A line containing "use carg_output::SUMMARY_FILE_NAME;" appears in the material below. Return exactly every line from the first through that one, and only those.
Start of Provided information
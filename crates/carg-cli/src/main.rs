//! `carg`: converts a CARG dataset exported as GeoJSON into the standardized
//! deliverables and per-sheet geometry reports.

use std::io::{self, IsTerminal};
use std::process::ExitCode;

use carg_cli::logging::{LogConfig, LogFormat, init_logging};
use carg_core::PipelineError;
use carg_output::SUMMARY_FILE_NAME;
use clap::{ColorChoice, Parser};
use tracing::level_filters::LevelFilter;

mod cli;
mod commands;
mod summary;
mod types;

use crate::cli::{Cli, Command, LogFormatArg, LogLevelArg};
use crate::commands::{run_conversion, run_layers};
use crate::summary::print_summary;

fn main() -> ExitCode {
    let cli = Cli::parse();
    cli.color.write_global();
    if let Err(error) = init_logging(&log_config(&cli)) {
        eprintln!("carg: cannot set up logging: {error}");
        return ExitCode::FAILURE;
    }

    match cli.command {
        Command::Run(args) => match run_conversion(&args) {
            Ok(result) => {
                print_summary(&result);
                if result.summary.has_failures() {
                    let outputs = &result.summary.outputs;
                    let failed = outputs.len() - result.summary.emitted();
                    eprintln!(
                        "carg: {failed} of {} deliverables not written, see {}",
                        outputs.len(),
                        result.settings.output_dir.join(SUMMARY_FILE_NAME).display()
                    );
                    ExitCode::FAILURE
                } else {
                    ExitCode::SUCCESS
                }
            }
            Err(error) => report_abort(&error),
        },
        Command::Layers => match run_layers() {
            Ok(()) => ExitCode::SUCCESS,
            Err(error) => report_abort(&error),
        },
    }
}

/// Run-level aborts leave the output directory untouched; say so.
fn report_abort(error: &anyhow::Error) -> ExitCode {
    match error.downcast_ref::<PipelineError>() {
        Some(abort) => eprintln!("carg: run aborted, nothing written: {abort}"),
        None => eprintln!("carg: {error:#}"),
    }
    ExitCode::FAILURE
}

/// `--log-level` wins over `-v`/`-q`; with neither, `RUST_LOG` applies.
fn log_config(cli: &Cli) -> LogConfig {
    let level_filter = match cli.log_level {
        Some(LogLevelArg::Error) => LevelFilter::ERROR,
        Some(LogLevelArg::Warn) => LevelFilter::WARN,
        Some(LogLevelArg::Info) => LevelFilter::INFO,
        Some(LogLevelArg::Debug) => LevelFilter::DEBUG,
        Some(LogLevelArg::Trace) => LevelFilter::TRACE,
        None => cli.verbosity.tracing_level_filter(),
    };
    let with_ansi = match cli.color.color {
        ColorChoice::Always => true,
        ColorChoice::Never => false,
        ColorChoice::Auto => cli.log_file.is_none() && io::stderr().is_terminal(),
    };
    LogConfig {
        level_filter,
        use_env_filter: !(cli.verbosity.is_present() || cli.log_level.is_some()),
        format: match cli.log_format {
            LogFormatArg::Pretty => LogFormat::Pretty,
            LogFormatArg::Compact => LogFormat::Compact,
            LogFormatArg::Json => LogFormat::Json,
        },
        log_file: cli.log_file.clone(),
        with_ansi,
        ..LogConfig::default()
    }
}

#[cfg(test)]
mod tests {
    use super::*;

    fn parse(args: &[&str]) -> Cli {
        Cli::try_parse_from(args).expect("valid arguments")
    }

    #[test]
    fn explicit_level_disables_rust_log() {
        let cli = parse(&["carg", "--log-level", "debug", "--log-format", "json", "layers"]);
        let config = log_config(&cli);
        assert_eq!(config.level_filter, LevelFilter::DEBUG);
        assert!(!config.use_env_filter);
        assert_eq!(config.format, LogFormat::Json);
    }

    #[test]
    fn defaults_defer_to_rust_log() {
        let cli = parse(&["carg", "--color", "never", "run", "data"]);
        let config = log_config(&cli);
        assert_eq!(config.level_filter, LevelFilter::WARN);
        assert!(config.use_env_filter);
        assert!(!config.with_ansi);
    }
}
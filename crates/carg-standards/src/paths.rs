//! Domain table directory resolution.

use std::path::{Path, PathBuf};

/// Environment variable for overriding the domain table directory.
pub const DOMINI_ENV_VAR: &str = "CARG_DOMINI_DIR";

/// Directory name of the domain tables next to the input dataset.
pub const DOMINI_DIR_NAME: &str = "domini";

/// Get the domain table directory for an input dataset.
///
/// Resolution order:
/// 1. explicit directory (CLI flag or config file)
/// 2. `CARG_DOMINI_DIR` environment variable
/// 3. `domini/` inside the input directory
pub fn domini_root(explicit: Option<&Path>, input: &Path) -> PathBuf {
    if let Some(dir) = explicit {
        return dir.to_path_buf();
    }
    if let Ok(root) = std::env::var(DOMINI_ENV_VAR) {
        return PathBuf::from(root);
    }
    input.join(DOMINI_DIR_NAME)
}

/// Default output directory for an input dataset.
pub fn default_output_dir(input: &Path) -> PathBuf {
    input.join("output")
}

#[cfg(test)]
mod tests {
    use super::*;

    #[test]
    fn explicit_directory_wins() {
        let dir = domini_root(Some(Path::new("/data/domini")), Path::new("/input"));
        assert_eq!(dir, PathBuf::from("/data/domini"));
    }

    #[test]
    fn output_defaults_under_input() {
        assert_eq!(
            default_output_dir(Path::new("/input")),
            PathBuf::from("/input/output")
        );
    }
}
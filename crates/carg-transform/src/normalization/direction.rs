//! Orientation values ("Direzione").
//!
//! Producers store the azimuth as an integer, a double, or text such as
//! `"90"`, `"90,5"` or `"90°"`. All of them normalize to a real number of
//! degrees.

use carg_model::FieldValue;

use super::numeric::{parse_f64, to_real};

const DEGREE_SUFFIXES: &[&str] = &["°", "º", "deg", "gradi"];

pub fn parse_direction(value: &FieldValue) -> Option<f64> {
    match value {
        FieldValue::Text(text) => {
            let trimmed = text.trim();
            let number = DEGREE_SUFFIXES
                .iter()
                .find_map(|suffix| strip_suffix_ignore_case(trimmed, suffix))
                .unwrap_or(trimmed);
            parse_f64(number)
        }
        other => to_real(other),
    }
}

fn strip_suffix_ignore_case<'a>(text: &'a str, suffix: &str) -> Option<&'a str> {
    let split = text.len().checked_sub(suffix.len())?;
    let tail = text.get(split..)?;
    tail.eq_ignore_ascii_case(suffix)
        .then(|| text.get(..split))
        .flatten()
}

#[cfg(test)]
mod tests {
    use super::*;

    #[test]
    fn accepts_every_producer_format() {
        for value in [
            FieldValue::Integer(90),
            FieldValue::Real(90.0),
            FieldValue::text("90"),
            FieldValue::text(" 90.0 "),
            FieldValue::text("90°"),
            FieldValue::text("90 DEG"),
        ] {
            assert_eq!(parse_direction(&value), Some(90.0), "{value:?}");
        }
        assert_eq!(parse_direction(&FieldValue::text("12,5")), Some(12.5));
    }

    #[test]
    fn rejects_free_text() {
        assert_eq!(parse_direction(&FieldValue::text("N-S")), None);
        assert_eq!(parse_direction(&FieldValue::Null), None);
    }
}
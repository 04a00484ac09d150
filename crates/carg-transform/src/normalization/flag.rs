//! Yes/no flags coded as 1/2.

use carg_model::{FieldValue, normalize_code};

pub const YES: &str = "SI";
pub const NO: &str = "NO";

/// `1` means submerged, `2` means not submerged; anything else is unknown (empty).
pub fn sommerso(value: &FieldValue) -> &'static str {
    let Some(code) = normalize_code(value) else {
        return "";
    };
    match code.to_ascii_uppercase().as_str() {
        "1" | "SI" | "S" => YES,
        "2" | "NO" | "N" => NO,
        _ => "",
    }
}
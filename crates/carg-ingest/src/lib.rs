//! Reading a CARG dataset exported as a directory of GeoJSON layers.
//!
//! Each `*.geojson` (or `*.json`) file is one layer named after its file stem;
//! each `*.csv` file is one geometry-less attribute table.

pub mod csv_table;
pub mod discovery;
pub mod error;
pub mod geojson;
pub mod source;

pub use csv_table::read_attribute_table;
pub use discovery::{DatasetFiles, find_layer_by_pattern, list_dataset_files};
pub use error::{IngestError, Result};
pub use geojson::{read_geojson_layer, parse_geometry};
pub use source::GeoJsonDirectory;
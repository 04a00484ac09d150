//! Pipeline orchestration for the CARG conversion.
//!
//! The orchestrator drives every declared CARG layer through
//! `Loaded → DomainMapped → Standardized → (Merged) → Validated → Emitted`,
//! reading from a [`LayerSource`] and writing to a [`LayerSink`]. Both are
//! traits so that a run can be exercised entirely in memory.

#![deny(unsafe_code)]

pub mod error;
pub mod io;
pub mod memory;
pub mod pipeline;
pub mod summary;

pub use error::PipelineError;
pub use io::{LayerSink, LayerSource};
pub use memory::{MemorySink, MemorySource};
pub use pipeline::{PipelineOptions, run};
pub use summary::{
    AnomalyCounts, LayerOutcome, LayerStage, LayerSummary, OutputSummary, RunSummary,
    ledger_digest,
};
//! Standardization profiles of the seven deliverable layers, plus the
//! pre-merge profile used for fold lines.

use carg_model::GeometryType;

use crate::domain_cache::Fallback;
use crate::error::StandardsError;
use crate::profile::{DomainRule, EXCLUDED_FIELDS, FieldKind, StandardizationProfile};

/// Sheet name resolved from the raw sheet number.
const FOGLIO: DomainRule = DomainRule {
    target: "Foglio",
    source: "FoglioGeologico",
    table: "d_foglio",
    fallback: Fallback::RawCode,
};

const GEOMORFOLOGIA_MAPPINGS: &[(&str, &str)] = &[
    ("Tipo_G_txt", "Tipo_Gmrf"),
    ("Stato_txt", "Stato"),
    ("Tipol_txt", "Tipologia"),
];

const LINEE_FIELDS: &[&str] = &[
    "Foglio",
    "Fase",
    "Affiora",
    "Tipo_Geo",
    "Contorno",
    "Tipologia",
    "Direzione",
];

const LINEE_MAPPINGS: &[(&str, &str)] = &[
    ("Affior_txt", "Affiora"),
    ("Tipo_g_txt", "Tipo_Geo"),
    ("Cont_txt", "Contorno"),
    ("Tipol_txt", "Tipologia"),
    ("Fase_txt", "Fase"),
];

pub const GEOLOGIA_PUNTI: StandardizationProfile = StandardizationProfile {
    name: "geologia_punti",
    geometry_type: GeometryType::Point,
    field_order: &[
        "Num_Oss",
        "Quota",
        "Foglio",
        "Tipo_Geo",
        "Inclinaz",
        "Asimmetria",
        "Fase",
        "Immersione",
        "Verso",
        "Direzione",
        "Tipologia",
    ],
    field_mappings: &[
        ("Tipo_g_txt", "Tipo_Geo"),
        ("Asimm_txt", "Asimmetria"),
        ("Fase_txt", "Fase"),
        ("Verso_txt", "Verso"),
        ("Tipol_txt", "Tipologia"),
    ],
    domain_fields: &[FOGLIO],
    field_kinds: &[],
    exclusions: EXCLUDED_FIELDS,
};

pub const GEOLOGIA_LINEE: StandardizationProfile = StandardizationProfile {
    name: "geologia_linee",
    geometry_type: GeometryType::Polyline,
    field_order: LINEE_FIELDS,
    field_mappings: LINEE_MAPPINGS,
    domain_fields: &[FOGLIO],
    field_kinds: &[],
    exclusions: EXCLUDED_FIELDS,
};

/// Fold lines before they join `geologia_linee`.
pub const GEOLOGIA_LINEE_PIEGHE: StandardizationProfile = StandardizationProfile {
    name: "geologia_linee_pieghe",
    ..GEOLOGIA_LINEE
};

pub const GEOLOGIA_POLIGONI: StandardizationProfile = StandardizationProfile {
    name: "geologia_poligoni",
    geometry_type: GeometryType::Polygon,
    field_order: &[
        "Pol_Uc",
        "Uc_Lege",
        "Foglio",
        "Tipo_UQ",
        "Stato_UQ",
        "ETA_Super",
        "ETA_Infer",
        "Tipo_UG",
        "Tessitura",
        "Sigla1",
        "Sigla_UG",
        "Nome",
        "Legenda",
        "Sommerso",
        "Direzione",
    ],
    field_mappings: &[
        ("ETA_super", "ETA_Super"),
        ("ETA_infer", "ETA_Infer"),
        ("tipo_ug", "Tipo_UG"),
        ("Sigla_ug", "Sigla_UG"),
        ("Sommerso_", "Sommerso"),
    ],
    domain_fields: &[FOGLIO],
    field_kinds: &[("Sommerso", FieldKind::Flag)],
    exclusions: EXCLUDED_FIELDS,
};

pub const GEOMORFOLOGIA_PUNTI: StandardizationProfile = StandardizationProfile {
    name: "geomorfologia_punti",
    geometry_type: GeometryType::Point,
    field_order: &["Pun_Gmo", "Foglio", "Tipo_Gmrf", "Stato", "Tipologia", "Direzione"],
    field_mappings: GEOMORFOLOGIA_MAPPINGS,
    domain_fields: &[FOGLIO],
    field_kinds: &[],
    exclusions: EXCLUDED_FIELDS,
};

pub const GEOMORFOLOGIA_LINEE: StandardizationProfile = StandardizationProfile {
    name: "geomorfologia_linee",
    geometry_type: GeometryType::Polyline,
    field_order: &["Lin_Gmo", "Label", "Foglio", "Tipo_Gmrf", "Stato", "Tipologia"],
    field_mappings: GEOMORFOLOGIA_MAPPINGS,
    domain_fields: &[FOGLIO],
    field_kinds: &[],
    exclusions: EXCLUDED_FIELDS,
};

pub const GEOMORFOLOGIA_POLIGONI: StandardizationProfile = StandardizationProfile {
    name: "geomorfologia_poligoni",
    geometry_type: GeometryType::Polygon,
    field_order: &["Pol_Gmo", "Foglio", "Tipo_Gmrf", "Stato", "Tipologia", "Direzione"],
    field_mappings: GEOMORFOLOGIA_MAPPINGS,
    domain_fields: &[FOGLIO],
    field_kinds: &[],
    exclusions: EXCLUDED_FIELDS,
};

pub const RISORSE_PROSPEZIONI: StandardizationProfile = StandardizationProfile {
    name: "risorse_prospezioni",
    geometry_type: GeometryType::Point,
    field_order: &["Num_Ris", "Label1", "Label2", "Label3", "Foglio", "Tipo"],
    field_mappings: &[("Tipo_txt", "Tipo")],
    domain_fields: &[FOGLIO],
    field_kinds: &[],
    exclusions: EXCLUDED_FIELDS,
};

/// Every declared profile.
pub const PROFILES: &[StandardizationProfile] = &[
    GEOLOGIA_PUNTI,
    GEOLOGIA_LINEE,
    GEOLOGIA_LINEE_PIEGHE,
    GEOLOGIA_POLIGONI,
    GEOMORFOLOGIA_PUNTI,
    GEOMORFOLOGIA_LINEE,
    GEOMORFOLOGIA_POLIGONI,
    RISORSE_PROSPEZIONI,
];

/// The seven deliverable layers, in output order.
pub const OUTPUT_PROFILES: &[&str] = &[
    "geomorfologia_punti",
    "geomorfologia_poligoni",
    "geomorfologia_linee",
    "risorse_prospezioni",
    "geologia_linee",
    "geologia_punti",
    "geologia_poligoni",
];

pub fn profile(name: &str) -> Result<&'static StandardizationProfile, StandardsError> {
    PROFILES
        .iter()
        .find(|profile| profile.name == name)
        .ok_or_else(|| StandardsError::UnknownProfile(name.to_string()))
}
End of Provided information
*Answer to the exercise*.
filename crates/carg-cli/src/main.rs
//! `carg`: converts a CARG dataset exported as GeoJSON into the standardized
//! deliverables and per-sheet geometry reports.

use std::io::{self, IsTerminal};
use std::process::ExitCode;

use carg_cli::logging::{LogConfig, LogFormat, init_logging};
use carg_core::PipelineError;
use carg_output::SUMMARY_FILE_NAME;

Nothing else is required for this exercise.